The story in Ann Arbor is completely different. Despite its proximity to Detroit, Ann Arbor does not depend on the same massive companies. With the University of Michigan as an intellectual, cultural, and financial hub, the industry is knowledge and the spirit is an entrepreneurial one: people don’t depend on pre-existing companies—they start new ones. Consider the fact that the founders of Google and Groupon, and dozens of other successful new economy entrepreneurs, got their start in Ann Arbor.
The thing about Ann Arbor, though, is that all this start-up energy and growth is unsustainable. The people who start new companies don’t stay in Ann Arbor. They move elsewhere, to places where they can get the capital they need to quickly grow.
There is yet another economic reality in Western Michigan, where neither big businesses nor small start-ups dominate. From Kalamazoo to Traverse City, mid-size, family-owned companies thrive. Grand Rapids serves as its economic center. Excellent sources of jobs, these organizations are sustainable units of reliable profitability. They make the region a particularly stable place and grow at a steady pace. But attracting younger, highly skilled talent into this region can be a challenge given its distance from a vibrant cosmopolitan center.
In an ideal world, these three different economies would be interconnected like concentric circles with the large companies at the center, encouraging the growth of adjacent mid-size companies, in turn promoting the development of surrounding smaller companies.
The problem is that these three economies simply don’t sync up. They are so disconnected from each other, both ideologically and economically, that we don’t benefit from the rewards of their potential synergistic relationships. It’s time to bridge the gaps between these three regions.
So what’s The Next Idea?
If we consider our community as a collection of companies, organizations and inter-related civic interests - not as discrete entities – we will begin to see ways in which to create valuable connections. Think of it like a shopping mall: A few anchor stores like Macy’s and Nordstrom, a wide variety of mid-size category stores like J. Crew and Sephora, and a handful of specialty niche stores like Coach and Godiva. A mall that has achieved both a balance and some coherence between these three types of stores usually provides a better shopping experience than ones with missing pieces.
One way to do this with Michigan’s economy is to identify three matchmakers for each of the three basic varieties of businesses. These individuals would work in cooperation with the Michigan Economic Development Corporation in cross-regional teams to identify and create efficiencies, drive sales and develop innovative solutions that could not be created separately.
For example, a start-up firm in Ann Arbor develops a breakthrough oil filtration material but lacks the capability to produce or sell it at scale. Matchmakers would meet and find a company in Kalamazoo that makes oil filters for snowmobiles and boat motors and help them license the technology. Then the matchmakers meet sometime later to discuss an opportunity at a major automobile manufacturer in the Detroit area that is looking for an oil filtration solution that greatly increases gas mileage while being more eco-friendly.
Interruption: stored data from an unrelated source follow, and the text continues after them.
impl Div<&BigInt> for &BigInt {
    type Output = BigInt;

    fn div(self, rhs: &BigInt) -> BigInt {
        let mut q = BigInt::new_in(self.alloc);
        let mut r = BigInt::new_in(self.alloc);
        match BigInt::div_rem(&mut q, &mut r, self, rhs) {
            Ok(()) => q,
            Err(Error::DivideByZero) => panic!("attempt to divide by zero"),
            Err(_) => alloc_failure(self.len()),
        }
    }
}

impl Rem<&BigInt> for &BigInt {
    type Output = BigInt;

    fn rem(self, rhs: &BigInt) -> BigInt {
        let mut q = BigInt::new_in(self.alloc);
        let mut r = BigInt::new_in(self.alloc);
        match BigInt::div_rem(&mut q, &mut r, self, rhs) {
            Ok(()) => r,
            Err(Error::DivideByZero) => {
                panic!("attempt to calculate remainder with a divisor of zero")
            }
            Err(_) => alloc_failure(self.len()),
        }
    }
}

impl Neg for BigInt {
    type Output = BigInt;

    fn neg(mut self) -> BigInt {
        self.negate();
        self
    }
}

impl Neg for &BigInt {
    type Output = BigInt;

    fn neg(self) -> BigInt {
        let mut r = self.clone();
        r.negate();
        r
    }
}

impl Not for &BigInt {
    type Output = BigInt;

    fn not(self) -> BigInt {
        let mut r = BigInt::new_in(self.alloc);
        or_die(r.assign_not(self), self.len() + 1);
        r
    }
}

impl BitAnd<&BigInt> for &BigInt {
    type Output = BigInt;

    fn bitand(self, rhs: &BigInt) -> BigInt {
        let mut r = BigInt::new_in(self.alloc);
        or_die(r.assign_and(self, rhs), self.len().max(rhs.len()) + 1);
        r
    }
}

impl BitOr<&BigInt> for &BigInt {
    type Output = BigInt;

    fn bitor(self, rhs: &BigInt) -> BigInt {
        let mut r = BigInt::new_in(self.alloc);
        or_die(r.assign_or(self, rhs), self.len().max(rhs.len()) + 1);
        r
    }
}

impl BitXor<&BigInt> for &BigInt {
    type Output = BigInt;

    fn bitxor(self, rhs: &BigInt) -> BigInt {
        let mut r = BigInt::new_in(self.alloc);
        or_die(r.assign_xor(self, rhs), self.len().max(rhs.len()) + 1);
        r
    }
}

// ---- machine-word right-hand sides -----------------------------------------

impl Add<Limb> for &BigInt {
    type Output = BigInt;

    fn add(self, rhs: Limb) -> BigInt {
        let mut r = BigInt::new_in(self.alloc);
        or_die(r.add_limb(self, rhs, false), self.len() + 1);
        r
    }
}

impl Add<SignedLimb> for &BigInt {
    type Output = BigInt;

    fn add(self, rhs: SignedLimb) -> BigInt {
        let mut r = BigInt::new_in(self.alloc);
        or_die(r.add_limb(self, rhs.unsigned_abs(), rhs < 0), self.len() + 1);
        r
    }
}

impl Sub<Limb> for &BigInt {
    type Output = BigInt;

    fn sub(self, rhs: Limb) -> BigInt {
        let mut r = BigInt::new_in(self.alloc);
        or_die(r.add_limb(self, rhs, true), self.len() + 1);
        r
    }
}

impl Sub<SignedLimb> for &BigInt {
    type Output = BigInt;

    fn sub(self, rhs: SignedLimb) -> BigInt {
        let mut r = BigInt::new_in(self.alloc);
        or_die(r.add_limb(self, rhs.unsigned_abs(), rhs >= 0), self.len() + 1);
        r
    }
}

impl Mul<Limb> for &BigInt {
    type Output = BigInt;

    fn mul(self, rhs: Limb) -> BigInt {
        let mut r = BigInt::new_in(self.alloc);
        if self.size != 0 && rhs != 0 {
            or_die(
                r.mul_magnitudes(self.magnitude(), &[rhs], self.size < 0),
                self.len() + 1,
            );
        }
        r
    }
}

impl Mul<SignedLimb> for &BigInt {
    type Output = BigInt;

    fn mul(self, rhs: SignedLimb) -> BigInt {
        let mut r = BigInt::new_in(self.alloc);
        if self.size != 0 && rhs != 0 {
            let negative = (self.size < 0) != (rhs < 0);
            or_die(
                r.mul_magnitudes(self.magnitude(), &[rhs.unsigned_abs()], negative),
                self.len() + 1,
            );
        }
        r
    }
}

impl Div<Limb> for &BigInt {
    type Output = BigInt;

    fn div(self, rhs: Limb) -> BigInt {
        let mut q = BigInt::new_in(self.alloc);
        match q.assign_div_limb(self, rhs) {
            Ok(_) => q,
            Err(Error::DivideByZero) => panic!("attempt to divide by zero"),
            Err(_) => alloc_failure(self.len()),
        }
    }
}

impl Div<SignedLimb> for &BigInt {
    type Output = BigInt;

    fn div(self, rhs: SignedLimb) -> BigInt {
        let mut q = BigInt::new_in(self.alloc);
        match q.assign_div_limb(self, rhs.unsigned_abs()) {
            Ok(_) => {
                if rhs < 0 {
                    q.negate();
                }
                q
            }
            Err(Error::DivideByZero) => panic!("attempt to divide by zero"),
            Err(_) => alloc_failure(self.len()),
        }
    }
}

impl Rem<Limb> for &BigInt {
    type Output = BigInt;

    fn rem(self, rhs: Limb) -> BigInt {
        let mut q = BigInt::new_in(self.alloc);
        match q.assign_div_limb(self, rhs) {
            Ok(rem) => {
                let mut r = BigInt::new_in(self.alloc);
                or_die(r.assign_limb(rem, self.size < 0), 1);
                r
            }
            Err(Error::DivideByZero) => {
                panic!("attempt to calculate remainder with a divisor of zero")
            }
            Err(_) => alloc_failure(self.len()),
        }
    }
}

impl Rem<SignedLimb> for &BigInt {
    type Output = BigInt;

    fn rem(self, rhs: SignedLimb) -> BigInt {
        let mut q = BigInt::new_in(self.alloc);
        match q.assign_div_limb(self, rhs.unsigned_abs()) {
            Ok(rem) => {
                let mut r = BigInt::new_in(self.alloc);
                or_die(r.assign_limb(rem, self.size < 0), 1);
                r
            }
            Err(Error::DivideByZero) => {
                panic!("attempt to calculate remainder with a divisor of zero")
            }
            Err(_) => alloc_failure(self.len()),
        }
    }
}

impl BitAnd<Limb> for &BigInt {
    type Output = BigInt;

    fn bitand(self, rhs: Limb) -> BigInt {
        let mut r = BigInt::new_in(self.alloc);
        if self.size != 0 && rhs != 0 {
            or_die(r.and_views(self.magnitude(), self.size < 0, &[rhs], false), 2);
        }
        r
    }
}

impl BitAnd<SignedLimb> for &BigInt {
    type Output = BigInt;

    fn bitand(self, rhs: SignedLimb) -> BigInt {
        let mut r = BigInt::new_in(self.alloc);
        if self.size != 0 && rhs != 0 {
            let mag = [rhs.unsigned_abs()];
            or_die(
                r.and_views(self.magnitude(), self.size < 0, &mag, rhs < 0),
                self.len() + 1,
            );
        }
        r
    }
}

impl BitOr<Limb> for &BigInt {
    type Output = BigInt;

    fn bitor(self, rhs: Limb) -> BigInt {
        let mut r = BigInt::new_in(self.alloc);
        let result = if self.size == 0 {
            r.assign_limb(rhs, false)
        } else if rhs == 0 {
            r.assign_bigint(self)
        } else {
            r.or_views(self.magnitude(), self.size < 0, &[rhs], false)
        };
        or_die(result, self.len() + 1);
        r
    }
}

impl BitOr<SignedLimb> for &BigInt {
    type Output = BigInt;

    fn bitor(self, rhs: SignedLimb) -> BigInt {
        let mut r = BigInt::new_in(self.alloc);
        let result = if self.size == 0 {
            r.assign_limb(rhs.unsigned_abs(), rhs < 0)
        } else if rhs == 0 {
            r.assign_bigint(self)
        } else {
            r.or_views(self.magnitude(), self.size < 0, &[rhs.unsigned_abs()], rhs < 0)
        };
        or_die(result, self.len() + 1);
        r
    }
}

impl BitXor<Limb> for &BigInt {
    type Output = BigInt;

    fn bitxor(self, rhs: Limb) -> BigInt {
        let mut r = BigInt::new_in(self.alloc);
        let result = if self.size == 0 {
            r.assign_limb(rhs, false)
        } else if rhs == 0 {
            r.assign_bigint(self)
        } else {
            r.xor_views(self.magnitude(), self.size < 0, &[rhs], false)
        };
        or_die(result, self.len() + 2);
        r
    }
}

impl BitXor<SignedLimb> for &BigInt {
    type Output = BigInt;

    fn bitxor(self, rhs: SignedLimb) -> BigInt {
        let mut r = BigInt::new_in(self.alloc);
        let result = if self.size == 0 {
            r.assign_limb(rhs.unsigned_abs(), rhs < 0)
        } else if rhs == 0 {
            r.assign_bigint(self)
        } else {
            r.xor_views(self.magnitude(), self.size < 0, &[rhs.unsigned_abs()], rhs < 0)
        };
        or_die(result, self.len() + 2);
        r
    }
}

// ============================================================================
// Formatting and parsing
// ============================================================================

fn fmt_radix(value: &BigInt, base: u32, f: &mut fmt::Formatter<'_>) -> fmt::Result {
    match value.to_string_radix(base) {
        Ok(s) => f.write_str(&s),
        Err(_) => Err(fmt::Error),
    }
}

impl fmt::Display for BigInt {
    fn fmt(&self, f: &mut fmt::Formatter<'_>) -> fmt::Result {
        fmt_radix(self, 10, f)
    }
}

impl fmt::Binary for BigInt {
    fn fmt(&self, f: &mut fmt::Formatter<'_>) -> fmt::Result {
        fmt_radix(self, 2, f)
    }
}

impl fmt::Octal for BigInt {
    fn fmt(&self, f: &mut fmt::Formatter<'_>) -> fmt::Result {
        fmt_radix(self, 8, f)
    }
}

impl fmt::LowerHex for BigInt {
    fn fmt(&self, f: &mut fmt::Formatter<'_>) -> fmt::Result {
        fmt_radix(self, 16, f)
    }
}

impl FromStr for BigInt {
    type Err = Error;

    fn from_str(s: &str) -> Result<BigInt, Error> {
        BigInt::from_str_radix(s, 10)
    }
}
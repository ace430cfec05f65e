//! Arbitrary-precision signed integer arithmetic over machine-word limbs.
//!
//! Three layers, bottom up:
//!
//! - [`word`]: double-word multiplication, carry helpers, and the
//!   reciprocal-based 2-by-1 division primitive.
//! - [`limbs`] and [`radix`]: routines over little-endian word slices that
//!   own no memory — magnitude arithmetic, shifts, comparison, byte
//!   packing, and string conversion.
//! - [`BigInt`]: a sign-magnitude integer owning a limb buffer drawn from
//!   an abstract [`LimbAllocator`], with two's-complement bitwise
//!   semantics layered on top.

mod alloc;
mod bigint;
mod error;
pub mod limbs;
pub mod radix;
pub mod word;


pub use alloc::{
    LimbAllocator, NullAllocator, SystemAllocator, default_allocator, set_default_allocator,
};
pub use bigint::BigInt;
pub use error::Error;
pub use limbs::Endian;
pub use word::{LIMB_BITS, Limb, SignedLimb};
With the group’s help, the corporation licenses the technology from the mid-size company.
Trade groups do this all the time, as do governments. For example, Canada and Germany routinely package collections of businesses and negotiate favorable licensing agreements and provide entrée into new markets. That is, they actively connect the products and services of small, medium and large companies and represent them as a single solution to potential buyers.
Consider this the regional equivalent of a business model innovation. That is, the innovation doesn’t exist in any product or service offered but rather how everything fits together to become a novel and attractive solution. Think about how the real innovation in Apple doesn’t exist in any one gadget or service but rather the seamless connection between them: Your iPhone works with your iPad and connects to iTunes and they’re all serviced by the Apple Store. The innovation is in how it all syncs up. Now if we can just do something similar with Michigan’s three economies.
Share Your Ideas:
· How would you select the matchmakers who would connect the state's regional businesses?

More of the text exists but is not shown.